Version 7.2.1 offers new functions in the area of manipulated USB sticks (Bad USB) in order to react flexibly to newly recognized USB devices. Furthermore, the system now reads out the local users and local administrators set up on the clients. And Security.Desk recognizes whether a Trusted Platform Module (TPM) chip is present in the client computer and then scans the manufacturer, specification and versions of the chip.
Since Microsoft is preparing to switch to LDAPS in the Active Directory in autumn 2020, version 7.2.1 already gives you the option of switching access to the Active Directory to encrypted connections (LDAPS).
The following new features are waiting for you:
Advanced Bad USB control
Respond flexibly to newly recognized USB devices
With a new parameter in the options, you can now also specify whether newly recognized USB devices should be automatically accepted on the client when the "Bad USB" check is switched on, optionally
- only after restarting the computer
Security.Desk ensures that the newly detected USB devices continue to be logged and centrally reported.
The new parameter makes sense in variant (1), for example, if defective USB keyboards on switched-off PCs often have to be replaced with new keyboards during operation.
Local users and administrators
Reading out the local users and local administrators set up on the clients
The local users including privileges and the members of the local administrator group are read out from each client, imported, displayed in the manager for each client and summarized in reports.
This gives administrative users of Security.Desk valuable information to control and consolidate the setup of local users and administrators on the clients.
Trusted Platform Module (TPM)
Detect if TPM chip is present and scan the manufacturer, specification and version of the chip
The Trusted Platform Module (TPM) is a chip on the motherboard that adds basic security features to the computer.
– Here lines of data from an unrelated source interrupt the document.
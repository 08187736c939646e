//! bytering - Fixed-capacity circular byte buffer for I/O transport.
//!
//! A `RingBuffer` sits between a raw byte source (serial link, device socket,
//! captured data) and the code that parses it. Capacity is a power of two,
//! fixed at construction, and one slot is always kept free, so a buffer of
//! capacity `N` holds at most `N - 1` bytes.
//!
//! ```rust
//! use bytering::{ ReadAmount, RingBuffer };
//!
//! let mut ring = RingBuffer::new(8)?;
//! assert_eq!(ring.write(b"ABCDE"), 5);
//! assert_eq!(ring.read(ReadAmount::AtMost(3)), b"ABC");
//! assert_eq!(ring.write(b"FGHIJ"), 5);
//! assert_eq!(ring.read(ReadAmount::All), b"DEFGHIJ");
//! # Ok::<(), bytering::ByteRingError>(())
//! ```
//!
//! Writes never block and never grow the buffer: anything beyond
//! `free_space()` is dropped and the returned count is the only signal.

pub mod constants;
pub mod error;
pub mod insights;
pub mod metrics;
pub mod ring;

pub use error::{ ByteRingError, Result };
pub use metrics::{ RingStats, RingStatsSnapshot };
pub use ring::{
    RawDescriptor,
    ReadAmount,
    RingBuffer,
    RingBufferConfig,
    SharedRingBuffer,
    StreamHandle,
};
//! Fixed-capacity circular byte buffers.
//!
//! | Type | Use Case |
//! |------|----------|
//! | `RingBuffer` | Single-context producer/consumer, no locking |
//! | `SharedRingBuffer` | Same buffer handed across threads behind a mutex |
//!
//! Capacity is always a power of two so cursor wrap is a mask. One slot stays
//! reserved: a buffer of capacity `N` holds at most `N - 1` bytes, and equal
//! cursors always mean empty.

pub mod ring_buffer;
pub mod shared_ring_buffer;
pub mod stream;

pub use ring_buffer::RingBuffer;
pub use shared_ring_buffer::SharedRingBuffer;
pub use stream::{ RawDescriptor, StreamHandle };

use serde::{ Deserialize, Serialize };

use crate::constants::{ DEFAULT_CAPACITY, MAX_CAPACITY };
use crate::error::{ ByteRingError, Result };

/// How many bytes a read should consume
#[derive(Debug, Clone, Copy, PartialEq, Eq, Default)]
pub enum ReadAmount {
    /// Everything currently buffered
    #[default]
    All,
    /// Up to `n` bytes; fewer if fewer are buffered
    AtMost(usize),
}

impl ReadAmount {
    /// Clamp the request against the bytes currently available
    #[inline(always)]
    pub fn resolve(self, available: usize) -> usize {
        match self {
            Self::All => available,
            Self::AtMost(n) => n.min(available),
        }
    }
}

impl From<usize> for ReadAmount {
    /// A plain count is an upper bound
    fn from(n: usize) -> Self {
        Self::AtMost(n)
    }
}

/// Check that `capacity` is a usable ring size
pub fn validate_capacity(capacity: usize) -> Result<()> {
    if capacity == 0 || !capacity.is_power_of_two() || capacity > MAX_CAPACITY {
        return Err(ByteRingError::invalid_capacity(capacity));
    }
    Ok(())
}

/// Configuration for ring buffer construction
#[derive(Debug, Clone, PartialEq, Eq, Serialize, Deserialize)]
#[serde(default)]
pub struct RingBufferConfig {
    /// Size of the storage block in bytes (must be power of 2)
    pub capacity: usize,
    /// Zero consumed bytes so `snapshot()` shows only unread data
    pub zero_on_read: bool,
}

impl Default for RingBufferConfig {
    fn default() -> Self {
        Self {
            capacity: DEFAULT_CAPACITY,
            zero_on_read: false,
        }
    }
}

impl RingBufferConfig {
    /// Create a new configuration with the specified capacity
    pub fn new(capacity: usize) -> Result<Self> {
        validate_capacity(capacity)?;
        Ok(Self {
            capacity,
            ..Default::default()
        })
    }

    /// Zero consumed bytes on read
    pub fn with_zero_on_read(mut self, enable: bool) -> Self {
        self.zero_on_read = enable;
        self
    }

    /// Re-check a configuration built by hand or deserialized
    pub fn validate(&self) -> Result<()> {
        validate_capacity(self.capacity)
    }
}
Security.Desk detects whether a TPM chip is present and then scans the manufacturer, specification and version of the chip.
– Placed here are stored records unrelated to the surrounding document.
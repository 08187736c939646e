//! Error types and handling for the Bytering library

use std::collections::TryReserveError;

use thiserror::Error;

use crate::constants::MAX_CAPACITY;

/// Result type alias for Bytering operations
pub type Result<T> = std::result::Result<T, ByteRingError>;

/// Main error type for the Bytering library
#[derive(Error, Debug)]
pub enum ByteRingError {
    /// Capacity is zero, not a power of two, or above `MAX_CAPACITY`
    #[error("Invalid capacity {capacity}: must be a power of two in 1..={max}", max = MAX_CAPACITY)]
    InvalidCapacity {
        /// The rejected capacity
        capacity: usize,
    },

    /// Storage for the ring could not be reserved
    #[error("Failed to allocate {capacity} bytes of ring storage")]
    AllocationFailure {
        /// The capacity that was requested
        capacity: usize,
        /// Allocator error
        source: TryReserveError,
    },

    /// Logical offset lies outside the buffered window
    #[error("Index {index} out of range for {len} buffered bytes")]
    IndexOutOfRange {
        /// Requested offset from the read cursor
        index: usize,
        /// Bytes buffered at the time of the request
        len: usize,
    },
}

impl ByteRingError {
    /// Create a new invalid capacity error
    pub fn invalid_capacity(capacity: usize) -> Self {
        Self::InvalidCapacity { capacity }
    }

    /// Create a new index error
    pub fn index_out_of_range(index: usize, len: usize) -> Self {
        Self::IndexOutOfRange { index, len }
    }

    /// Check if this error is recoverable
    ///
    /// Construction failures leave no buffer behind; a bad peek leaves the
    /// buffer untouched.
    pub fn is_recoverable(&self) -> bool {
        matches!(self, Self::IndexOutOfRange { .. })
    }

    /// Check if this error was raised while constructing a buffer
    pub fn is_construction_error(&self) -> bool {
        matches!(self, Self::InvalidCapacity { .. } | Self::AllocationFailure { .. })
    }
}
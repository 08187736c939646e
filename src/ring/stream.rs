//! Stream shims for code that treats a ring buffer as a file-like handle.
//!
//! `StreamHandle` names the capability set such callers rely on: direction
//! flags, a descriptor, `flush` and `close`. `RingBuffer` also implements
//! `std::io::Read` and `std::io::Write` so it can sit behind serializers and
//! line readers directly.

use std::io;

use crate::constants::NO_FILE_DESCRIPTOR;
use crate::error::Result;
use crate::ring::RingBuffer;

/// OS-level descriptor type reported by `StreamHandle::file_descriptor`
pub type RawDescriptor = i32;

/// Capabilities of a generic byte stream handle
pub trait StreamHandle {
    fn readable(&self) -> bool;

    fn writable(&self) -> bool;

    fn seekable(&self) -> bool {
        false
    }

    /// Underlying OS descriptor, or `NO_FILE_DESCRIPTOR` for in-memory
    /// streams. Never pass the sentinel to OS calls.
    fn file_descriptor(&self) -> RawDescriptor {
        NO_FILE_DESCRIPTOR
    }

    fn flush(&mut self) -> Result<()> {
        Ok(())
    }

    fn close(&mut self) -> Result<()> {
        Ok(())
    }

    fn is_closed(&self) -> bool {
        false
    }
}

/// In-memory: readable and writable, never seekable, no descriptor.
/// `flush` and `close` are no-ops and the buffer stays usable.
impl StreamHandle for RingBuffer {
    #[inline(always)]
    fn readable(&self) -> bool {
        true
    }

    #[inline(always)]
    fn writable(&self) -> bool {
        true
    }
}

impl io::Read for RingBuffer {
    /// Returns `Ok(0)` when nothing is buffered
    fn read(&mut self, buf: &mut [u8]) -> io::Result<usize> {
        Ok(self.read_into(buf))
    }
}

impl io::Write for RingBuffer {
    /// Returns `Ok(0)` when full, which `write_all` reports as `WriteZero`
    fn write(&mut self, buf: &[u8]) -> io::Result<usize> {
        Ok(RingBuffer::write(self, buf))
    }

    fn flush(&mut self) -> io::Result<()> {
        Ok(())
    }
}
- TPM data is displayed on each device and in the motherboard report.
- The report also shows if no TPM chip is implemented.
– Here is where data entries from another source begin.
impl ServerTracker {
    pub fn new() -> Self {
        Self::default()
    }

    fn read(&self) -> std::sync::RwLockReadGuard<'_, BTreeMap<ServerName, ServerStateNode>> {
        self.nodes.read().unwrap_or_else(|e| e.into_inner())
    }

    fn write(&self) -> std::sync::RwLockWriteGuard<'_, BTreeMap<ServerName, ServerStateNode>> {
        self.nodes.write().unwrap_or_else(|e| e.into_inner())
    }

    // === Queries ===

    pub fn get(&self, name: &ServerName) -> Option<ServerStateNode> {
        self.read().get(name).cloned()
    }

    pub fn state(&self, name: &ServerName) -> Option<ServerState> {
        self.read().get(name).map(|n| n.state)
    }

    pub fn is_in_state(&self, name: &ServerName, state: ServerState) -> bool {
        self.read()
            .get(name)
            .map(|n| n.is_in_state(state))
            .unwrap_or(false)
    }

    pub fn claimant(&self, name: &ServerName) -> Option<ProcId> {
        self.read().get(name).and_then(|n| n.recovery)
    }

    pub fn nodes(&self) -> Vec<ServerStateNode> {
        self.read().values().cloned().collect()
    }

    pub fn len(&self) -> usize {
        self.read().len()
    }

    pub fn is_empty(&self) -> bool {
        self.read().is_empty()
    }

    /// Older generations tracked on the same address as `name`.
    pub fn older_generations(&self, name: &ServerName) -> Vec<ServerName> {
        self.read()
            .keys()
            .filter(|n| n.same_address(name) && n.start_code < name.start_code)
            .cloned()
            .collect()
    }

    // === Transitions ===

    /// Record a server observed alive. Creates the node `Online` if absent and
    /// refreshes its partitions if it is still online. Returns false when the
    /// node exists in the crashed family, which a join never overrides.
    pub fn register_online(&self, name: &ServerName, partitions: BTreeSet<PartitionRef>) -> bool {
        let mut nodes = self.write();
        let node = nodes
            .entry(name.clone())
            .or_insert_with(|| ServerStateNode::new(name.clone(), ServerState::Online));
        if node.state.is_crashed_family() {
            return false;
        }
        node.partitions = partitions;
        true
    }

    /// Record a server known only from partition ownership. Existing nodes
    /// (for example ones restored from a replayed procedure) only gain the
    /// partitions.
    pub fn observe(&self, name: &ServerName, partitions: BTreeSet<PartitionRef>) {
        let mut nodes = self.write();
        let node = nodes
            .entry(name.clone())
            .or_insert_with(|| ServerStateNode::new(name.clone(), ServerState::Online));
        node.partitions.extend(partitions);
    }

    /// `Online → Crashed`, claimed by `proc_id`. Only legal from `Online`.
    pub fn mark_crash(
        &self,
        name: &ServerName,
        proc_id: ProcId,
    ) -> std::result::Result<(), MarkCrashRejection> {
        let mut nodes = self.write();
        let node = nodes.get_mut(name).ok_or(MarkCrashRejection::NotFound)?;
        if node.state.is_crashed_family() {
            return Err(MarkCrashRejection::AlreadyCrashed { by: node.recovery });
        }
        node.set_state(ServerState::Crashed);
        node.recovery = Some(proc_id);
        Ok(())
    }

    /// Claim a crashed-family node whose previous recovery failed. The node
    /// restarts the lifecycle at `Crashed`.
    pub fn claim_orphan(&self, name: &ServerName, proc_id: ProcId) -> bool {
        let mut nodes = self.write();
        match nodes.get_mut(name) {
            Some(node) if node.state.is_crashed_family() && node.recovery.is_none() => {
                node.set_state(ServerState::Crashed);
                node.recovery = Some(proc_id);
                true
            }
            _ => false,
        }
    }

    /// Move a claimed node forward through the crash lifecycle. Re-applying
    /// the current state is a no-op; moving backwards is rejected.
    pub fn advance(&self, name: &ServerName, proc_id: ProcId, to: ServerState) -> Result<()> {
        let mut nodes = self.write();
        let node = nodes
            .get_mut(name)
            .ok_or_else(|| Error::ServerNotFound(name.to_string()))?;
        check_claim(node, proc_id)?;
        if to.rank() < node.state.rank() || to == ServerState::Online {
            return Err(Error::IllegalTransition {
                server: name.to_string(),
                reason: format!("{} -> {}", node.state, to),
            });
        }
        if node.state != to {
            node.set_state(to);
        }
        Ok(())
    }

    /// Remove a node once its recovery has finished. Only the claiming
    /// procedure may delete, and only from `Offline`.
    pub fn delete(&self, name: &ServerName, proc_id: ProcId) -> Result<ServerStateNode> {
        let mut nodes = self.write();
        let node = nodes
            .get(name)
            .ok_or_else(|| Error::ServerNotFound(name.to_string()))?;
        check_claim(node, proc_id)?;
        if node.state != ServerState::Offline {
            return Err(Error::IllegalTransition {
                server: name.to_string(),
                reason: format!("delete from {}", node.state),
            });
        }
        nodes
            .remove(name)
            .ok_or_else(|| Error::ServerNotFound(name.to_string()))
    }

    /// Drop the claim of a failed recovery, leaving the state untouched.
    pub fn release_claim(&self, name: &ServerName, proc_id: ProcId) -> bool {
        let mut nodes = self.write();
        match nodes.get_mut(name) {
            Some(node) if node.recovery == Some(proc_id) => {
                node.recovery = None;
                true
            }
            _ => false,
        }
    }

    /// Install a node rebuilt from the procedure log during replay.
    pub fn restore(&self, name: &ServerName, state: ServerState, proc_id: ProcId) {
        let mut nodes = self.write();
        let node = nodes
            .entry(name.clone())
            .or_insert_with(|| ServerStateNode::new(name.clone(), state));
        node.set_state(state);
        node.recovery = Some(proc_id);
    }
}

fn check_claim(node: &ServerStateNode, proc_id: ProcId) -> Result<()> {
    if node.recovery != Some(proc_id) {
        return Err(Error::IllegalTransition {
            server: node.name.to_string(),
            reason: format!(
                "claimed by {:?}, not procedure {}",
                node.recovery, proc_id
            ),
        });
    }
    Ok(())
}

#[cfg(test)]
mod tests {
    use super::*;

    fn rs(port: u16, start_code: u64) -> ServerName {
        ServerName::new("rs.example", port, start_code)
    }

    #[test]
    fn test_server_name_round_trip() {
        let name = rs(16020, 1700000000123);
        assert_eq!(name.to_string(), "rs.example,16020,1700000000123");
        assert_eq!("rs.example,16020,1700000000123".parse::<ServerName>().unwrap(), name);

        assert!("rs.example,16020".parse::<ServerName>().is_err());
        assert!("rs.example,port,1".parse::<ServerName>().is_err());
        assert!(",16020,1".parse::<ServerName>().is_err());
        assert!("a,1,2,3".parse::<ServerName>().is_err());
    }

    #[test]
    fn test_generations_are_distinct() {
        let old = rs(16020, 1);
        let new = rs(16020, 2);
        assert_ne!(old, new);
        assert!(old.same_address(&new));
        assert_eq!(old.address(), "rs.example:16020");
    }

    #[test]
    fn test_mark_crash_only_from_online() {
        let tracker = ServerTracker::new();
        let name = rs(1, 1);

        assert_eq!(tracker.mark_crash(&name, 1), Err(MarkCrashRejection::NotFound));

        tracker.register_online(&name, BTreeSet::new());
        assert!(tracker.is_in_state(&name, ServerState::Online));

        tracker.mark_crash(&name, 1).unwrap();
        assert!(tracker.is_in_state(&name, ServerState::Crashed));
        assert_eq!(tracker.claimant(&name), Some(1));

        assert_eq!(
            tracker.mark_crash(&name, 2),
            Err(MarkCrashRejection::AlreadyCrashed { by: Some(1) })
        );
    }

    #[test]
    fn test_lifecycle_to_deletion() {
        let tracker = ServerTracker::new();
        let name = rs(1, 1);
        tracker.register_online(&name, [PartitionRef::from("t1,a")].into());
        tracker.mark_crash(&name, 9).unwrap();

        // Wrong procedure can't move it.
        assert!(tracker.advance(&name, 8, ServerState::Splitting).is_err());

        tracker.advance(&name, 9, ServerState::Splitting).unwrap();
        tracker.advance(&name, 9, ServerState::Splitting).unwrap();
        assert!(tracker.delete(&name, 9).is_err());
        tracker.advance(&name, 9, ServerState::Offline).unwrap();
        assert!(tracker.advance(&name, 9, ServerState::Crashed).is_err());

        let removed = tracker.delete(&name, 9).unwrap();
        assert_eq!(removed.partitions.len(), 1);
        assert!(tracker.get(&name).is_none());
        assert_eq!(tracker.state(&name), None);
    }

    #[test]
    fn test_join_never_revives_crashed_node() {
        let tracker = ServerTracker::new();
        let name = rs(1, 1);
        tracker.register_online(&name, BTreeSet::new());
        tracker.mark_crash(&name, 3).unwrap();

        assert!(!tracker.register_online(&name, BTreeSet::new()));
        assert!(tracker.is_in_state(&name, ServerState::Crashed));
    }

    #[test]
    fn test_failed_recovery_leaves_orphan() {
        let tracker = ServerTracker::new();
        let name = rs(1, 1);
        tracker.register_online(&name, BTreeSet::new());
        tracker.mark_crash(&name, 3).unwrap();
        tracker.advance(&name, 3, ServerState::Splitting).unwrap();

        assert!(!tracker.release_claim(&name, 4));
        assert!(tracker.release_claim(&name, 3));
        assert!(tracker.is_in_state(&name, ServerState::Splitting));
        assert_eq!(tracker.claimant(&name), None);

        assert!(tracker.claim_orphan(&name, 5));
        assert!(tracker.is_in_state(&name, ServerState::Crashed));
        assert!(!tracker.claim_orphan(&name, 6));
    }

    #[test]
    fn test_older_generations() {
        let tracker = ServerTracker::new();
        tracker.observe(&rs(1, 1), BTreeSet::new());
        tracker.observe(&rs(2, 1), BTreeSet::new());

        assert_eq!(tracker.older_generations(&rs(1, 5)), vec![rs(1, 1)]);
        assert!(tracker.older_generations(&rs(1, 1)).is_empty());
    }

    #[test]
    fn test_restore_overrides_observed_state() {
        let tracker = ServerTracker::new();
        let name = rs(1, 1);
        tracker.restore(&name, ServerState::Splitting, 4);
        tracker.observe(&name, [PartitionRef::from("t1,b")].into());

        let node = tracker.get(&name).unwrap();
        assert_eq!(node.state, ServerState::Splitting);
        assert_eq!(node.recovery, Some(4));
        assert_eq!(node.partitions.len(), 1);
    }
}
Encrypted LDAP connections
Microsoft is planning to switch to LDAPS in Active Directory with an update in autumn 2020. After this Microsoft update, unencrypted LDAP connections should no longer be possible. Security.Desk is prepared for this and already offers a setting with which you can switch to encrypted LDAP connections. If LDAPS is activated in Security.Desk, the central manager and the security services on the clients access the Active Directory exclusively via SSL.
We wish you maximum security with Security.Desk 7.2.1!